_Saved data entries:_
____
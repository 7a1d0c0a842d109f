// Copyright (C) 2026 Fred Clausen
// Use of this source code is governed by an MIT-style
// license that can be found in the LICENSE file or at
// https://opensource.org/licenses/MIT.

//! Reservation queries.
//!
//! Stored instants are Unix seconds; rows are mapped back into
//! [`TimeRange`] and [`ReservationState`] here so callers only ever see
//! validated domain values.

use std::str::FromStr;

use diesel::prelude::*;
use diesel::{MysqlConnection, SqliteConnection};
use roombook::ReservationRecord;
use roombook_domain::{ReservationSlot, ReservationState, TimeRange};
use tracing::debug;

use crate::diesel_schema::{buildings, reservations, rooms, users};
use crate::error::PersistenceError;

#[derive(Queryable, Selectable)]
#[diesel(table_name = reservations)]
struct ReservationRow {
    reservation_id: i64,
    room_id: i64,
    user_id: i64,
    start_at: i64,
    end_at: i64,
    description: Option<String>,
    state: String,
    created_at: String,
}

/// A reservation row plus the room name, building id, building name and
/// the creator's name.
type JoinedRow = (ReservationRow, String, i64, String, String);

fn parse_range(reservation_id: i64, start_at: i64, end_at: i64) -> Result<TimeRange, PersistenceError> {
    TimeRange::from_unix_seconds(start_at, end_at)
        .map_err(|e| PersistenceError::CorruptRow(format!("reservation {reservation_id}: {e}")))
}

fn parse_state(reservation_id: i64, state: &str) -> Result<ReservationState, PersistenceError> {
    ReservationState::from_str(state)
        .map_err(|e| PersistenceError::CorruptRow(format!("reservation {reservation_id}: {e}")))
}

fn record_from_row(
    (row, room_name, building_id, building_name, user_name): JoinedRow,
) -> Result<ReservationRecord, PersistenceError> {
    Ok(ReservationRecord {
        reservation_id: row.reservation_id,
        room_id: row.room_id,
        room_name,
        building_id,
        building_name,
        user_id: row.user_id,
        user_name,
        range: parse_range(row.reservation_id, row.start_at, row.end_at)?,
        description: row.description,
        state: parse_state(row.reservation_id, &row.state)?,
        created_at: row.created_at,
    })
}

backend_fn! {
/// Retrieves a reservation joined with its room, building and creator.
///
/// # Errors
///
/// Returns an error if the database query fails or the row is invalid.
/// Returns `Ok(None)` if the reservation is not found.
pub fn get_reservation(
    conn: &mut _,
    reservation_id: i64,
) -> Result<Option<ReservationRecord>, PersistenceError> {
    debug!(reservation_id, "Looking up reservation by ID");

    let row: Option<JoinedRow> = reservations::table
        .inner_join(rooms::table.inner_join(buildings::table))
        .inner_join(users::table)
        .filter(reservations::reservation_id.eq(reservation_id))
        .select((
            ReservationRow::as_select(),
            rooms::name,
            buildings::building_id,
            buildings::name,
            users::name,
        ))
        .first(conn)
        .optional()?;

    row.map(record_from_row).transpose()
}
}

backend_fn! {
/// Returns the building of the room a reservation is held on.
///
/// # Errors
///
/// Returns an error if the database query fails.
/// Returns `Ok(None)` if the reservation is not found.
pub fn get_reservation_building(
    conn: &mut _,
    reservation_id: i64,
) -> Result<Option<i64>, PersistenceError> {
    Ok(reservations::table
        .inner_join(rooms::table)
        .filter(reservations::reservation_id.eq(reservation_id))
        .select(rooms::building_id)
        .first(conn)
        .optional()?)
}
}

backend_fn! {
/// Loads every reservation held on a room, in any state, as conflict
/// detector input.
///
/// # Errors
///
/// Returns an error if the database query fails or a row is invalid.
pub fn list_room_slots(conn: &mut _, room_id: i64) -> Result<Vec<ReservationSlot>, PersistenceError> {
    let rows: Vec<(i64, i64, i64, String)> = reservations::table
        .filter(reservations::room_id.eq(room_id))
        .select((
            reservations::reservation_id,
            reservations::start_at,
            reservations::end_at,
            reservations::state,
        ))
        .order_by(reservations::start_at.asc())
        .load(conn)?;

    debug!(room_id, count = rows.len(), "Loaded reservations for conflict check");

    rows.into_iter()
        .map(|(reservation_id, start_at, end_at, state)| {
            Ok(ReservationSlot::new(
                reservation_id,
                parse_range(reservation_id, start_at, end_at)?,
                parse_state(reservation_id, &state)?,
            ))
        })
        .collect()
}
}

backend_fn! {
/// Lists active reservations, newest start first.
///
/// # Arguments
///
/// * `conn` - The database connection
/// * `building_ids` - Restrict to rooms in these buildings; `None` lists all
///
/// # Errors
///
/// Returns an error if the database query fails or a row is invalid.
pub fn list_reservations(
    conn: &mut _,
    building_ids: Option<&[i64]>,
) -> Result<Vec<ReservationRecord>, PersistenceError> {
    debug!(scoped = building_ids.is_some(), "Listing active reservations");

    let mut query = reservations::table
        .inner_join(rooms::table.inner_join(buildings::table))
        .inner_join(users::table)
        .filter(reservations::state.eq_any(ReservationState::active_states()))
        .select((
            ReservationRow::as_select(),
            rooms::name,
            buildings::building_id,
            buildings::name,
            users::name,
        ))
        .order_by((reservations::start_at.desc(), reservations::reservation_id.desc()))
        .into_boxed();
    if let Some(ids) = building_ids {
        query = query.filter(rooms::building_id.eq_any(ids.to_vec()));
    }

    let rows: Vec<JoinedRow> = query.load(conn)?;
    rows.into_iter().map(record_from_row).collect()
}
}

backend_fn! {
/// Lists CONFIRMED reservations for the public calendar, oldest start first.
///
/// `room_ids` takes precedence over `building_id` when both are given.
/// With neither, every confirmed reservation is returned.
///
/// # Errors
///
/// Returns an error if the database query fails or a row is invalid.
pub fn list_public_reservations(
    conn: &mut _,
    building_id: Option<i64>,
    room_ids: Option<&[i64]>,
) -> Result<Vec<ReservationRecord>, PersistenceError> {
    debug!(?building_id, ?room_ids, "Listing public reservations");

    let mut query = reservations::table
        .inner_join(rooms::table.inner_join(buildings::table))
        .inner_join(users::table)
        .filter(reservations::state.eq(ReservationState::Confirmed.as_str()))
        .select((
            ReservationRow::as_select(),
            rooms::name,
            buildings::building_id,
            buildings::name,
            users::name,
        ))
        .order_by((reservations::start_at.asc(), reservations::reservation_id.asc()))
        .into_boxed();
    match (room_ids, building_id) {
        (Some(ids), _) => query = query.filter(reservations::room_id.eq_any(ids.to_vec())),
        (None, Some(id)) => query = query.filter(rooms::building_id.eq(id)),
        (None, None) => {}
    }

    let rows: Vec<JoinedRow> = query.load(conn)?;
    rows.into_iter().map(record_from_row).collect()
}
}

backend_fn! {
/// Counts reservations owned by a user, in any state.
///
/// # Errors
///
/// Returns an error if the database query fails.
pub fn count_reservations_for_user(conn: &mut _, user_id: i64) -> Result<i64, PersistenceError> {
    use diesel::dsl::count;

    let count: i64 = reservations::table
        .filter(reservations::user_id.eq(user_id))
        .select(count(reservations::reservation_id))
        .first(conn)?;

    Ok(count)
}
}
____
_WHAT THE TASK ASKS:_ Having read the entries above, restate them all word for word.

_TASK RESPONSE:_
repository 7a1d0c0a842d109f
// Copyright (C) 2026 Fred Clausen
// Use of this source code is governed by an MIT-style
// license that can be found in the LICENSE file or at
// https://opensource.org/licenses/MIT.

//! Reservation queries.
//!
//! Stored instants are Unix seconds; rows are mapped back into
//! [`TimeRange`] and [`ReservationState`] here so callers only ever see
//! validated domain values.

use std::str::FromStr;

use diesel::prelude::*;
use diesel::{MysqlConnection, SqliteConnection};
use roombook::ReservationRecord;
use roombook_domain::{ReservationSlot, ReservationState, TimeRange};
use tracing::debug;

use crate::diesel_schema::{buildings, reservations, rooms, users};
use crate::error::PersistenceError;

#[derive(Queryable, Selectable)]
#[diesel(table_name = reservations)]
struct ReservationRow {
    reservation_id: i64,
    room_id: i64,
    user_id: i64,
    start_at: i64,
    end_at: i64,
    description: Option<String>,
    state: String,
    created_at: String,
}

/// A reservation row plus the room name, building id, building name and
/// the creator's name.
type JoinedRow = (ReservationRow, String, i64, String, String);

fn parse_range(reservation_id: i64, start_at: i64, end_at: i64) -> Result<TimeRange, PersistenceError> {
    TimeRange::from_unix_seconds(start_at, end_at)
        .map_err(|e| PersistenceError::CorruptRow(format!("reservation {reservation_id}: {e}")))
}

fn parse_state(reservation_id: i64, state: &str) -> Result<ReservationState, PersistenceError> {
    ReservationState::from_str(state)
        .map_err(|e| PersistenceError::CorruptRow(format!("reservation {reservation_id}: {e}")))
}

fn record_from_row(
    (row, room_name, building_id, building_name, user_name): JoinedRow,
) -> Result<ReservationRecord, PersistenceError> {
    Ok(ReservationRecord {
        reservation_id: row.reservation_id,
        room_id: row.room_id,
        room_name,
        building_id,
        building_name,
        user_id: row.user_id,
        user_name,
        range: parse_range(row.reservation_id, row.start_at, row.end_at)?,
        description: row.description,
        state: parse_state(row.reservation_id, &row.state)?,
        created_at: row.created_at,
    })
}

backend_fn! {
/// Retrieves a reservation joined with its room, building and creator.
///
/// # Errors
///
/// Returns an error if the database query fails or the row is invalid.
/// Returns `Ok(None)` if the reservation is not found.
pub fn get_reservation(
    conn: &mut _,
    reservation_id: i64,
) -> Result<Option<ReservationRecord>, PersistenceError> {
    debug!(reservation_id, "Looking up reservation by ID");

    let row: Option<JoinedRow> = reservations::table
        .inner_join(rooms::table.inner_join(buildings::table))
        .inner_join(users::table)
        .filter(reservations::reservation_id.eq(reservation_id))
        .select((
            ReservationRow::as_select(),
            rooms::name,
            buildings::building_id,
            buildings::name,
            users::name,
        ))
        .first(conn)
        .optional()?;

    row.map(record_from_row).transpose()
}
}

backend_fn! {
/// Returns the building of the room a reservation is held on.
///
/// # Errors
///
/// Returns an error if the database query fails.
/// Returns `Ok(None)` if the reservation is not found.
pub fn get_reservation_building(
    conn: &mut _,
    reservation_id: i64,
) -> Result<Option<i64>, PersistenceError> {
    Ok(reservations::table
        .inner_join(rooms::table)
        .filter(reservations::reservation_id.eq(reservation_id))
        .select(rooms::building_id)
        .first(conn)
        .optional()?)
}
}

backend_fn! {
/// Loads every reservation held on a room, in any state, as conflict
/// detector input.
///
/// # Errors
///
/// Returns an error if the database query fails or a row is invalid.
pub fn list_room_slots(conn: &mut _, room_id: i64) -> Result<Vec<ReservationSlot>, PersistenceError> {
    let rows: Vec<(i64, i64, i64, String)> = reservations::table
        .filter(reservations::room_id.eq(room_id))
        .select((
            reservations::reservation_id,
            reservations::start_at,
            reservations::end_at,
            reservations::state,
        ))
        .order_by(reservations::start_at.asc())
        .load(conn)?;

    debug!(room_id, count = rows.len(), "Loaded reservations for conflict check");

    rows.into_iter()
        .map(|(reservation_id, start_at, end_at, state)| {
            Ok(ReservationSlot::new(
                reservation_id,
                parse_range(reservation_id, start_at, end_at)?,
                parse_state(reservation_id, &state)?,
            ))
        })
        .collect()
}
}

backend_fn! {
/// Lists active reservations, newest start first.
///
/// # Arguments
///
/// * `conn` - The database connection
/// * `building_ids` - Restrict to rooms in these buildings; `None` lists all
///
/// # Errors
///
/// Returns an error if the database query fails or a row is invalid.
pub fn list_reservations(
    conn: &mut _,
    building_ids: Option<&[i64]>,
) -> Result<Vec<ReservationRecord>, PersistenceError> {
    debug!(scoped = building_ids.is_some(), "Listing active reservations");

    let mut query = reservations::table
        .inner_join(rooms::table.inner_join(buildings::table))
        .inner_join(users::table)
        .filter(reservations::state.eq_any(ReservationState::active_states()))
        .select((
            ReservationRow::as_select(),
            rooms::name,
            buildings::building_id,
            buildings::name,
            users::name,
        ))
        .order_by((reservations::start_at.desc(), reservations::reservation_id.desc()))
        .into_boxed();
    if let Some(ids) = building_ids {
        query = query.filter(rooms::building_id.eq_any(ids.to_vec()));
    }

    let rows: Vec<JoinedRow> = query.load(conn)?;
    rows.into_iter().map(record_from_row).collect()
}
}

backend_fn! {
/// Lists CONFIRMED reservations for the public calendar, oldest start first.
///
/// `room_ids` takes precedence over `building_id` when both are given.
/// With neither, every confirmed reservation is returned.
///
/// # Errors
///
/// Returns an error if the database query fails or a row is invalid.
pub fn list_public_reservations(
    conn: &mut _,
    building_id: Option<i64>,
    room_ids: Option<&[i64]>,
) -> Result<Vec<ReservationRecord>, PersistenceError> {
    debug!(?building_id, ?room_ids, "Listing public reservations");

    let mut query = reservations::table
        .inner_join(rooms::table.inner_join(buildings::table))
        .inner_join(users::table)
        .filter(reservations::state.eq(ReservationState::Confirmed.as_str()))
        .select((
            ReservationRow::as_select(),
            rooms::name,
            buildings::building_id,
            buildings::name,
            users::name,
        ))
        .order_by((reservations::start_at.asc(), reservations::reservation_id.asc()))
        .into_boxed();
    match (room_ids, building_id) {
        (Some(ids), _) => query = query.filter(reservations::room_id.eq_any(ids.to_vec())),
        (None, Some(id)) => query = query.filter(rooms::building_id.eq(id)),
        (None, None) => {}
    }

    let rows: Vec<JoinedRow> = query.load(conn)?;
    rows.into_iter().map(record_from_row).collect()
}
}

backend_fn! {
/// Counts reservations owned by a user, in any state.
///
/// # Errors
///
/// Returns an error if the database query fails.
pub fn count_reservations_for_user(conn: &mut _, user_id: i64) -> Result<i64, PersistenceError> {
    use diesel::dsl::count;

    let count: i64 = reservations::table
        .filter(reservations::user_id.eq(user_id))
        .select(count(reservations::reservation_id))
        .first(conn)?;

    Ok(count)
}
}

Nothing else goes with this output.